Message passing is effectively the assembly language of distributed computing:
very low level. Mapreduce and the various NoSQL databases are effectively the
next level up, but we still have some time to be able to have a proper theory
for designing and implementing effective scalable distributed systems.

In short, we have many bits and pieces that can be brought together with a bit
of luck to be able to attain the scale that we are currently seem to be happy
with. So I can accept that the engineering definition of solved is there. But
from a computer science point of view, we certainly are far from having a
satisfactory theory. So we definitely do not have the answers.

------
cmurdock
> They don’t teach rails at uni. So straight off the bat it eliminates that
> large segment of people inspired by the dot-com bubble to get IT degrees to
> earn good bucks. Java and .NET developers are a dime a dozen.
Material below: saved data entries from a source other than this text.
// Copyright (c) 2026 100monkeys.ai
// SPDX-License-Identifier: AGPL-3.0

// Generation Provider Infrastructure - Anti-Corruption Layer Implementations
//
// Each adapter translates between the LLMProvider domain interface and an
// external text generation API.

pub mod ollama;
pub mod openai;

pub use ollama::OllamaAdapter;
pub use openai::OpenAIAdapter;

use std::sync::Arc;

use crate::domain::config::GenerationProviderConfig;
use crate::domain::llm::LLMProvider;

/// Create a generation provider from configuration
pub fn create_generation_provider(
    config: &GenerationProviderConfig,
) -> anyhow::Result<Arc<dyn LLMProvider>> {
    let provider: Arc<dyn LLMProvider> = match config.provider_type.as_str() {
        "ollama" => Arc::new(OllamaAdapter::new(
            config.endpoint.clone(),
            config.model.clone(),
        )),
        // OpenAI-compatible APIs (LM Studio, vLLM, etc.) share the adapter.
        "openai" | "openai-compatible" => Arc::new(OpenAIAdapter::new(
            config.endpoint.clone(),
            config.resolve_api_key()?,
            config.model.clone(),
        )),
        other => anyhow::bail!("Unsupported generation provider type: {}", other),
    };

    Ok(provider)
}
Yep, just because you know a certain framework (not even a language, a
freaking framework) means that you can pass judgement on how valuable every
Java and .NET developer is. This guy obviously doesn't have a clue about what
he's talking about. They don't teach any other framework at most universities.
It's assumed you can learn that stuff on your own. Just because you went and
learned Rails doesn't make you automatically a programming superstar.

------
mcknz
Programmers are a dime a dozen. Good programmers are somewhat more expensive.

If bleeding-edge technology X proves to be widely useful, you have a brief
window of opportunity where simply knowing X gives you an advantage.

Then you slowly become two for a dollar, three for a quarter.

------
learc83
I learned to program with Ruby, and used Ruby+Rails exclusively for 2 years
until I learned Java, C++, C#, and Python.

I thought I was just a Ruby guy, but once I was exposed to other languages I
realized that once you know how to _program_ , the language you program in
doesn't matter.

Sure some languages are better at specific tasks, but they're all just tools;
if you can use one you can probably pick up another one with very little
difficulty (this also assumes were talking about object oriented languages
here--transition from OO to a functional language is a bit different).

------
dustineichler
This is a problem.

ie- Can't be productive in another language... Finds Rails, thinks he/she is a
genius. Anyone can consider himself or herself a professional artist, but that
doesn’t make it so.

I'm trying to fight being mean, but Ffff!!

------
Hominem
I think I have seen this argument before, that X is somehow obscure, in the
sense that all those lame workaday cororate drones don't use it, so it must
follow that all the most awesome people gravitate towards it. I'm not sure I
buy it. Sometimes stuff is obscure because it sucks. It would also follow that
using the most obscure language possible would make you the most awesome. Sort
of like inventing a sport in order to ensure you are the best in the world.I'm
also ignoring the fact that there seem to be a million rails based sites out
there, they were not all done by an elite cadre of the best of the best of the
best were they?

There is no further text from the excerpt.